1917PartiyaSoz-Rev election poster
Ukrainian Party of Socialist Revolutionaries election poster for ‘Land and Freedom’


(The Socialist, January 22, 1920)

I take an opportunity to write you a few notes on the situation in the Ukraine. Perhaps you will avail yourself of them if you have not got them yet from the Radio News Service.

The Ukrainian National Government (the Directorate) has been waging war against Denikin’s army up to November 10 last. It was for that reason that the so-called Entente had the blockade against Soviet Russia extended on to the Ukraine, under Petlura; though, as a matter of fact, the Directorate has never received from the Entente any help, unlike the Poles and Denikin, who have been getting everything they wanted; yet this order prevented getting into Kamenetz Podolsk even the medicaments bought by the Government in Switzerland, and caused rapid spread in the army of typhus of all three sorts and brought it to ruin. Lack of nutrition, clothes and boots has been the last stroke added to the plight of the Galician army and brought them to surrender to Denikin.

For them it was impossible to go back into Galicia, where they were awaited by extermination in the Polish death camps. On the other hand, the discipline and grip of nationalism was so strong in the Galician army that no extensive Communist propaganda could penetrate into their rank and file, and so the soldiers went over to Denikin together with their officers, if not at all, the greater part, anyhow.

Exodus to Warsaw

But what the Ukrainian army composed of the Galicians had done would have been impossible to do for Petlura, his partisans and the army of the mixed contingent both from the Dnieper and Dniester Ukraine for the simple reason that they were regarded by Denikin as “Traitors to Russia”. Nor could it have been possible for him and part of his men to go over to the Bolsheviks, as they had been fighting them a time long enough to render any reconciliation whatever out of the question.
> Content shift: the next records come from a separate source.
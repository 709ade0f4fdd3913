//! Summary statistics over a shaped market table.
//!
//! All derivations are read-only views computed over the full table. Ties in
//! selection are resolved by table order (first wins).

use crate::domain::{MarketRecord, MarketTable, SummaryStat};
use serde::{Deserialize, Serialize};
use thiserror::Error;

/// Size of the top-by-market-cap subset.
pub const TOP_N: usize = 5;

pub const AVERAGE_PRICE_LABEL: &str = "Average Price (USD)";
pub const HIGHEST_CHANGE_LABEL: &str = "Highest 24h Change (%)";
pub const LOWEST_CHANGE_LABEL: &str = "Lowest 24h Change (%)";

#[derive(Debug, Error, PartialEq, Eq)]
pub enum SummaryError {
    #[error("cannot compute {metric} over an empty table")]
    EmptyTable { metric: &'static str },
}

/// The four views produced for one run.
#[derive(Debug, Clone, PartialEq, Serialize, Deserialize)]
pub struct MarketSummary {
    pub top: MarketTable,
    pub mean_price: f64,
    pub highest_change: MarketRecord,
    pub lowest_change: MarketRecord,
}

impl MarketSummary {
    /// Rows of the summary sheet, in display order.
    pub fn stats(&self) -> [SummaryStat; 3] {
        [
            SummaryStat::new(AVERAGE_PRICE_LABEL, self.mean_price),
            SummaryStat::new(
                HIGHEST_CHANGE_LABEL,
                self.highest_change.price_change_percentage_24h,
            ),
            SummaryStat::new(
                LOWEST_CHANGE_LABEL,
                self.lowest_change.price_change_percentage_24h,
            ),
        ]
    }
}

/// Compute every view over `table` with the standard top-5 subset.
pub fn summarize(table: &MarketTable) -> Result<MarketSummary, SummaryError> {
    summarize_with(table, TOP_N)
}

/// Compute every view over `table`, keeping the `top_n` largest by market cap.
pub fn summarize_with(table: &MarketTable, top_n: usize) -> Result<MarketSummary, SummaryError> {
    Ok(MarketSummary {
        top: top_by_market_cap(table, top_n),
        mean_price: mean_price(table)?,
        highest_change: max_change(table)?.clone(),
        lowest_change: min_change(table)?.clone(),
    })
}

/// The `n` records with the largest market cap, largest first.
///
/// Upstream ordering is not trusted: the table is stably sorted before
/// truncation, so equal caps keep their table order. A table with fewer than
/// `n` rows is returned whole, in table order.
pub fn top_by_market_cap(table: &MarketTable, n: usize) -> MarketTable {
    if table.len() < n {
        return table.clone();
    }

    let mut ranked: Vec<&MarketRecord> = table.iter().collect();
    ranked.sort_by(|a, b| b.market_cap.total_cmp(&a.market_cap));
    ranked.into_iter().take(n).cloned().collect()
}

/// Arithmetic mean of `current_price`.
pub fn mean_price(table: &MarketTable) -> Result<f64, SummaryError> {
    if table.is_empty() {
        return Err(SummaryError::EmptyTable {
            metric: AVERAGE_PRICE_LABEL,
        });
    }
    let total: f64 = table.iter().map(|r| r.current_price).sum();
    Ok(total / table.len() as f64)
}

/// Record with the greatest 24h change; first in table order on ties.
pub fn max_change(table: &MarketTable) -> Result<&MarketRecord, SummaryError> {
    select_first_by(table, HIGHEST_CHANGE_LABEL, |candidate, best| candidate > best)
}

/// Record with the least 24h change; first in table order on ties.
pub fn min_change(table: &MarketTable) -> Result<&MarketRecord, SummaryError> {
    select_first_by(table, LOWEST_CHANGE_LABEL, |candidate, best| candidate < best)
}

/// Scan in table order, replacing the current pick only on a strict improvement.
fn select_first_by<'a, F>(
    table: &'a MarketTable,
    metric: &'static str,
    improves: F,
) -> Result<&'a MarketRecord, SummaryError>
where
    F: Fn(f64, f64) -> bool,
{
    let mut records = table.iter();
    let first = records.next().ok_or(SummaryError::EmptyTable { metric })?;
    Ok(records.fold(first, |best, candidate| {
        if improves(
            candidate.price_change_percentage_24h,
            best.price_change_percentage_24h,
        ) {
            candidate
        } else {
            best
        }
    }))
}
//! Coinlens Core — market snapshot domain types, providers, shaping and summaries.
//!
//! This crate contains the data side of the pipeline:
//! - Domain types (market records, tables, summary rows)
//! - Market data providers (CoinGecko HTTP, local JSON snapshot)
//! - Shaping of raw upstream objects into fixed-schema records
//! - Summary statistics (top by market cap, mean price, 24h change extremes)
//! - Polars presentation frame with schema validation

pub mod data;
pub mod domain;
pub mod schema;
pub mod shape;
pub mod summary;

pub use data::{FetchError, MarketDataProvider, MarketQuery, RawRecord};
pub use domain::{MarketRecord, MarketTable, SummaryStat};
pub use shape::{shape, ShapeError};
pub use summary::{summarize, summarize_with, MarketSummary, SummaryError};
There can be no peace between the Reds and the Petlurian nationalists, as all their fight and policies have always been a crime against Socialism: they served Denikin and the Entente with all their zeal and rendered service to no class except the class of international brigands. From the time of the Central Drada, now peaceful expired, Petlura has always been fighting the Russian Revolution and the Ukrainian peasants and workers in the name of so-called “Democracy,” with such a hatred which could, perhaps, only compared only to that of Kerensky and that type of Socialist; really, though, more lasting and even with the tinge of heroism, he has done all in his power to darken the great dawn of humanity. “Social Democrat” Petlura served even better than “Socialist Revolutionary” Kerensky for the International bankers whom they choose to call “motherland”.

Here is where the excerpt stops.